WHAT TO WORK ON: Restate word for word the lines of the records below, starting at the line that contains "let offset = self.read_byte(pc1)" and ending at the line that contains "let m = self.read_byte(zp", with both of those lines included and nothing else.

Collected data:
// The 6502/65C02 core: a two-phase evaluation loop (resolve-and-cost, then
// execute), interrupt delivery between instructions, and the interactive
// monitor. Operand resolution lives here; what each mnemonic does with a
// resolved operand lives in the instructions module.

use crate::conversions::same_page;
use crate::instructions::{condition_met, Mnemonic};
use crate::memory::{Bus, BusPtr};
use crate::opcodes::{opcode_table, AddrMode, OpInfo, Variant};
use std::cell::RefCell;
use std::collections::HashSet;
use std::fmt;
use std::io;
use std::io::prelude::*;
use std::rc::Rc;
use std::sync::{Arc, Condvar, Mutex};
use termion::{clear, color, cursor};

pub const NMI_VECTOR: u16 = 0xfffa;
pub const RESET_VECTOR: u16 = 0xfffc;
pub const IRQ_VECTOR: u16 = 0xfffe;

// Hardware interrupt entry is charged on top of the next instruction.
const INTERRUPT_CYCLES: u32 = 6;

#[derive(Debug, Copy, Clone, PartialEq)]
pub enum Flag {
    C = 0,
    Z = 1,
    I = 2,
    D = 3,
    B = 4,
    U = 5,
    V = 6,
    N = 7,
}

/// A fully resolved operand. Addresses are effective; no further indexing
/// or indirection remains to be done at execute time.
#[derive(Debug, Copy, Clone)]
pub enum Operand {
    Implied,
    Accumulator,
    Immediate(u8),
    Address(u16),
    Relative(i8),
    BitBranch { zp: u8, offset: i8 },
}

#[derive(Copy, Clone)]
struct Prefetch {
    info: OpInfo,
    operand: Operand,
    cycles: u32,
}

pub struct CPU {
    pub a: u8,
    pub x: u8,
    pub y: u8,
    pub pc: u16,
    pub sp: u8,              // stack lives in page 1, descending, empty-stack
    pub p: u8,
    pub variant: Variant,
    pub irq_waiting: bool,
    pub nmi_waiting: bool,
    pub bus: BusPtr,
    prefetch: Option<Prefetch>,
    table: [OpInfo; 256],
}

impl CPU {
    pub fn new(variant: Variant, bus: Bus) -> Self {
        CPU {
            a: 0,
            x: 0,
            y: 0,
            pc: 0,
            sp: 0xfd,
            p: 1 << Flag::U as u8 | 1 << Flag::I as u8,
            variant,
            irq_waiting: false,
            nmi_waiting: false,
            bus: Rc::new(RefCell::new(bus)),
            prefetch: None,
            table: opcode_table(variant),
        }
    }

    /// Reset: PC from the reset vector (or an explicit override), I set,
    /// pending interrupts discarded. CMOS parts also clear decimal mode.
    pub fn reset(&mut self, start: Option<u16>) {
        self.pc = match start {
            Some(pc) => pc,
            None => self.read_word(RESET_VECTOR),
        };
        self.sp = 0xfd;
        self.set_flag(Flag::I, true);
        if self.variant == Variant::Cmos {
            self.set_flag(Flag::D, false);
        }
        self.irq_waiting = false;
        self.nmi_waiting = false;
        self.prefetch = None;
    }

    pub fn flag(&self, flag: Flag) -> bool {
        get_bit(self.p, flag as usize)
    }

    pub fn set_flag(&mut self, flag: Flag, value: bool) {
        set_bit(&mut self.p, flag as usize, value);
    }

    pub fn set_nz(&mut self, value: u8) {
        self.set_flag(Flag::N, value & 0x80 != 0);
        self.set_flag(Flag::Z, value == 0);
    }

    pub fn read_byte(&mut self, address: u16) -> u8 {
        self.bus.borrow_mut().read(address)
    }

    pub fn write_byte(&mut self, address: u16, value: u8) {
        self.bus.borrow_mut().write(address, value);
    }

    pub fn read_word(&mut self, address: u16) -> u16 {
        let lo = self.read_byte(address);
        let hi = self.read_byte(address.wrapping_add(1));
        u16::from_le_bytes([lo, hi])
    }

    pub fn push(&mut self, value: u8) {
        self.write_byte(0x0100 | self.sp as u16, value);
        self.sp = self.sp.wrapping_sub(1);
    }

    pub fn pop(&mut self) -> u8 {
        self.sp = self.sp.wrapping_add(1);
        self.read_byte(0x0100 | self.sp as u16)
    }

    pub fn read_operand(&mut self, operand: Operand) -> u8 {
        match operand {
            Operand::Accumulator => self.a,
            Operand::Immediate(value) => value,
            Operand::Address(address) => self.read_byte(address),
            _ => panic!("operand {:?} is not readable", operand),
        }
    }

    pub fn write_operand(&mut self, operand: Operand, value: u8) {
        match operand {
            Operand::Accumulator => self.a = value,
            Operand::Address(address) => self.write_byte(address, value),
            _ => panic!("operand {:?} is not writable", operand),
        }
    }

    /// Phase one: decode the instruction at PC, resolve its operand, and
    /// return its full cycle cost: base cost plus page-cross, branch-taken
    /// and variant penalties. The resolution is cached for execute_next().
    pub fn clocks_for_next(&mut self) -> u32 {
        if let Some(ref prefetch) = self.prefetch {
            return prefetch.cycles;
        }
        let opcode = self.read_byte(self.pc);
        let info = self.table[opcode as usize];
        let mut cycles = info.cycles as u32;
        let pc1 = self.pc.wrapping_add(1);
        let operand = match info.mode {
            AddrMode::Implied => Operand::Implied,
            AddrMode::Accumulator => Operand::Accumulator,
            AddrMode::Immediate => Operand::Immediate(self.read_byte(pc1)),
            AddrMode::Zeropage => Operand::Address(self.read_byte(pc1) as u16),
            AddrMode::ZeropageX => {
                let zp = self.read_byte(pc1).wrapping_add(self.x);
                Operand::Address(zp as u16)
            }
            AddrMode::ZeropageY => {
                let zp = self.read_byte(pc1).wrapping_add(self.y);
                Operand::Address(zp as u16)
            }
            AddrMode::Absolute => Operand::Address(self.read_word(pc1)),
            AddrMode::AbsoluteX => {
                let base = self.read_word(pc1);
                let address = base.wrapping_add(self.x as u16);
                let crossed = !same_page(base, address);
                if info.page_penalty && crossed {
                    cycles += 1;
                }
                // 65C02 shaves a cycle off shift/rotate abs,X without a cross
                if self.variant == Variant::Cmos
                    && !crossed
                    && matches!(
                        info.op,
                        Mnemonic::Asl | Mnemonic::Lsr | Mnemonic::Rol | Mnemonic::Ror
                    )
                {
                    cycles -= 1;
                }
                Operand::Address(address)
            }
            AddrMode::AbsoluteY => {
                let base = self.read_word(pc1);
                let address = base.wrapping_add(self.y as u16);
                if info.page_penalty && !same_page(base, address) {
                    cycles += 1;
                }
                Operand::Address(address)
            }
            AddrMode::Indirect => {
                let pointer = self.read_word(pc1);
                let lo = self.read_byte(pointer);
                let hi = if self.variant == Variant::Nmos && pointer & 0x00ff == 0x00ff {
                    // the NMOS indirect jump never carries into the high byte
                    self.read_byte(pointer & 0xff00)
                } else {
                    self.read_byte(pointer.wrapping_add(1))
                };
                Operand::Address(u16::from_le_bytes([lo, hi]))
            }
            AddrMode::AbsIndirectX => {
                let pointer = self.read_word(pc1).wrapping_add(self.x as u16);
                Operand::Address(self.read_word(pointer))
            }
            AddrMode::XIndirect => {
                let zp = self.read_byte(pc1).wrapping_add(self.x);
                Operand::Address(self.read_zp_word(zp))
            }
            AddrMode::IndirectY => {
                let zp = self.read_byte(pc1);
                let base = self.read_zp_word(zp);
                let address = base.wrapping_add(self.y as u16);
                if info.page_penalty && !same_page(base, address) {
                    cycles += 1;
                }
                Operand::Address(address)
            }
            AddrMode::ZpIndirect => {
                let zp = self.read_byte(pc1);
                Operand::Address(self.read_zp_word(zp))
            }
            AddrMode::Relative => {
                let offset = self.read_byte(pc1) as i8;
                if condition_met(info.op, self) {
                    cycles += 1;
                    let next = self.pc.wrapping_add(2);
                    let target = next.wrapping_add(offset as i16 as u16);
                    if !same_page(next, target) {
                        cycles += 1;
                    }
                }
                Operand::Relative(offset)
            }
            AddrMode::BitBranch => {
                let zp = self.read_byte(pc1);
                let offset = self.read_byte(self.pc.wrapping_add(2)) as i8;
                let m = self.read_byte(zp as u16);
                let taken = match info.op {
                    Mnemonic::Bbr(bit) => m & (1 << bit) == 0,
                    Mnemonic::Bbs(bit) => m & (1 << bit) != 0,
                    _ => false,
                };
                if taken {
                    cycles += 1;
                    let next = self.pc.wrapping_add(3);
                    if !same_page(next, next.wrapping_add(offset as i16 as u16)) {
                        cycles += 1;
                    }
                }
                Operand::BitBranch { zp, offset }
            }
        };
        if self.variant == Variant::Cmos
            && self.flag(Flag::D)
            && info.mode == AddrMode::AbsoluteX
            && matches!(info.op, Mnemonic::Adc | Mnemonic::Sbc)
        {
            cycles += 1;
        }
        self.prefetch = Some(Prefetch { info, operand, cycles });
        cycles
    }

    fn read_zp_word(&mut self, zp: u8) -> u16 {
        let lo = self.read_byte(zp as u16);
        let hi = self.read_byte(zp.wrapping_add(1) as u16);
        u16::from_le_bytes([lo, hi])
    }

    /// Phase two: deliver a pending interrupt if one is due, otherwise run
    /// the cached instruction. Returns the cycles charged beyond what
    /// clocks_for_next() already reported (6 for hardware interrupt entry).
    pub fn execute_next(&mut self) -> u32 {
        if self.prefetch.is_none() {
            self.clocks_for_next();
        }
        if self.nmi_waiting {
            self.nmi_waiting = false;
            self.prefetch = None;
            self.hardware_interrupt(NMI_VECTOR);
            return INTERRUPT_CYCLES;
        }
        if self.irq_waiting && !self.flag(Flag::I) {
            self.irq_waiting = false;
            self.prefetch = None;
            self.hardware_interrupt(IRQ_VECTOR);
            return INTERRUPT_CYCLES;
        }
        if let Some(prefetch) = self.prefetch.take() {
            self.pc = self.pc.wrapping_add(prefetch.info.mode.length());
            prefetch.info.op.execute(self, prefetch.operand);
        }
        0
    }

    fn hardware_interrupt(&mut self, vector: u16) {
        let ret = self.pc;
        self.push((ret >> 8) as u8);
        self.push(ret as u8);
        let p = (self.p | 1 << Flag::U as u8) & !(1 << Flag::B as u8);
        self.push(p);
        self.set_flag(Flag::I, true);
        if self.variant == Variant::Cmos {
            self.set_flag(Flag::D, false);
        }
        self.pc = self.read_word(vector);
    }

    /// BRK. PC has already advanced past the opcode; the pushed return
    /// address skips the signature byte as well.
    pub fn software_interrupt(&mut self) {
        let ret = self.pc.wrapping_add(1);
        self.push((ret >> 8) as u8);
        self.push(ret as u8);
        let p = self.p | 1 << Flag::B as u8 | 1 << Flag::U as u8;
        self.push(p);
        self.set_flag(Flag::I, true);
        if self.variant == Variant::Cmos {
            self.set_flag(Flag::D, false);
        }
        self.pc = self.read_word(IRQ_VECTOR);
    }

    /// Collect interrupt lines from the bus devices into the pending
    /// latches. Called between instructions by the run loop.
    pub fn serve_interrupt_requests(&mut self) {
        let (irq, nmi) = self.bus.borrow_mut().interrupt_requests();
        if irq {
            self.irq_waiting = true;
        }
        if nmi {
            self.nmi_waiting = true;
        }
    }

    /// One-line disassembly of the instruction at `pc`, for the monitor.
    pub fn disassemble_at(&mut self, pc: u16) -> String {
        let opcode = self.read_byte(pc);
        let info = self.table[opcode as usize];
        let b1 = self.read_byte(pc.wrapping_add(1));
        let b2 = self.read_byte(pc.wrapping_add(2));
        let operand = match info.mode {
            AddrMode::Implied => String::new(),
            AddrMode::Accumulator => String::from(" a"),
            AddrMode::Immediate => format!(" #${:02x}", b1),
            AddrMode::Zeropage => format!(" ${:02x}", b1),
            AddrMode::ZeropageX => format!(" ${:02x},x", b1),
            AddrMode::ZeropageY => format!(" ${:02x},y", b1),
            AddrMode::Absolute => format!(" ${:02x}{:02x}", b2, b1),
            AddrMode::AbsoluteX => format!(" ${:02x}{:02x},x", b2, b1),
            AddrMode::AbsoluteY => format!(" ${:02x}{:02x},y", b2, b1),
            AddrMode::Indirect => format!(" (${:02x}{:02x})", b2, b1),
            AddrMode::AbsIndirectX => format!(" (${:02x}{:02x},x)", b2, b1),
            AddrMode::XIndirect => format!(" (${:02x},x)", b1),
            AddrMode::IndirectY => format!(" (${:02x}),y", b1),
            AddrMode::ZpIndirect => format!(" (${:02x})", b1),
            AddrMode::Relative => {
                let target = pc.wrapping_add(2).wrapping_add(b1 as i8 as i16 as u16);
                format!(" ${:04x}", target)
            }
            AddrMode::BitBranch => {
                let target = pc.wrapping_add(3).wrapping_add(b2 as i8 as i16 as u16);
                format!(" ${:02x},${:04x}", b1, target)
            }
        };
        format!("{}{}", info.op.as_asm(), operand)
    }
}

FINISHED TASK:
                let offset = self.read_byte(pc1) as i8;
                if condition_met(info.op, self) {
                    cycles += 1;
                    let next = self.pc.wrapping_add(2);
                    let target = next.wrapping_add(offset as i16 as u16);
                    if !same_page(next, target) {
                        cycles += 1;
                    }
                }
                Operand::Relative(offset)
            }
            AddrMode::BitBranch => {
                let zp = self.read_byte(pc1);
                let offset = self.read_byte(self.pc.wrapping_add(2)) as i8;
                let m = self.read_byte(zp as u16);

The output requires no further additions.